Where It All Begins is the eleventh studio album by the Allman Brothers Band.  "No One to Run With" obtained the most album-oriented rock airplay, while "Soulshine", written by Warren Haynes, gained success as a concert and fan favorite.  Gregg Allman also started to confront his substance abuse problems in the past on songs such as "All Night Train". The album sold considerably better than its predecessor, Shades of Two Worlds.  In 1998, the album went Gold. Nevertheless, critical reception was weaker.  This was also the last studio album the group recorded with original guitarist Dickey Betts.

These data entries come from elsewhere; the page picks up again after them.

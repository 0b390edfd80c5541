//! nbssh: single-host SSH command execution over a non-blocking engine
//!
//! This crate connects to one host, authenticates with an agent or local
//! identity files, and streams command output line by line. The SSH wire
//! protocol is left to an engine (libssh2, feature `libssh2`) running in
//! non-blocking mode; nbssh drives it through its "would block" signal with
//! the retry loop from [`nbssh_io`].
//!
//! # Features
//!
//! - **Authentication fallback**: agent first, then identity files in order
//! - **Lazy line streaming** independent of how output is chunked
//! - **Deadlines** on every wait (see [`TimeoutConfig`])
//! - **libssh2 engine** (feature: `libssh2`)
//! - **Async offload** onto tokio's blocking pool (feature: `tokio`)
//! - **Mock engine** for testing without a server (feature: `mock`)
//!
//! # Example
//!
//! ```ignore
//! use nbssh::{ClientConfig, SshClient};
//!
//! let config = ClientConfig::new("db1.example.com").user("deploy");
//! let mut client = SshClient::connect(config)?;
//!
//! let mut output = client.exec_command("uname -a", false)?;
//! for line in output.stdout.by_ref() {
//!     println!("{}", line?);
//! }
//! println!("exit status: {}", output.recv_exit_status()?);
//! ```

pub mod auth;
pub mod client;
pub mod config;
pub mod engine;
pub mod error;
pub mod exec;

#[cfg(any(test, feature = "mock"))]
pub mod mock;

#[cfg(all(feature = "libssh2", unix))]
pub mod libssh2;

#[cfg(feature = "tokio")]
pub mod offload;

pub use auth::{AuthMethod, AuthState, Authenticator, IdentityCandidate, identity_candidates};
pub use client::{SshClient, connect_socket};
pub use config::env::EnvConfig;
pub use config::{
    AgentMode, ClientConfig, DEFAULT_IDENTITIES, DEFAULT_PORT, DEFAULT_RETRIES, ExecConfig,
    TimeoutConfig,
};
pub use engine::{Engine, EngineChannel, EngineError, EngineResult};
pub use error::{Result, SshError};
pub use exec::{CommandOutput, LineSplitter, OutputLines, exit_status_ready, recv_exit_status};
#[cfg(all(feature = "libssh2", unix))]
pub use libssh2::{Ssh2Channel, Ssh2Engine};
#[cfg(feature = "tokio")]
pub use offload::{ExecHandle, LineStream, spawn_exec};

// Driver types from nbssh-io
#[cfg(unix)]
pub use nbssh_io::SocketWaiter;
pub use nbssh_io::{BlockDirections, Deadline, Directions, RetryDriver, WaitOutcome, Waiter};
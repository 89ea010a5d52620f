// Domain layer - Core data models
pub mod channel;
pub mod device;
pub mod telemetry;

Producer Tom Dowd, in an effort to relieve Gregg Allman's dislike of recording in the studio, arranged for the band's full concert stage setup to be assembled in a Florida film soundstage owned by actor Burt Reynolds.  This allowed the band to record all the songs for the album live as a unit instead of recording their parts individually.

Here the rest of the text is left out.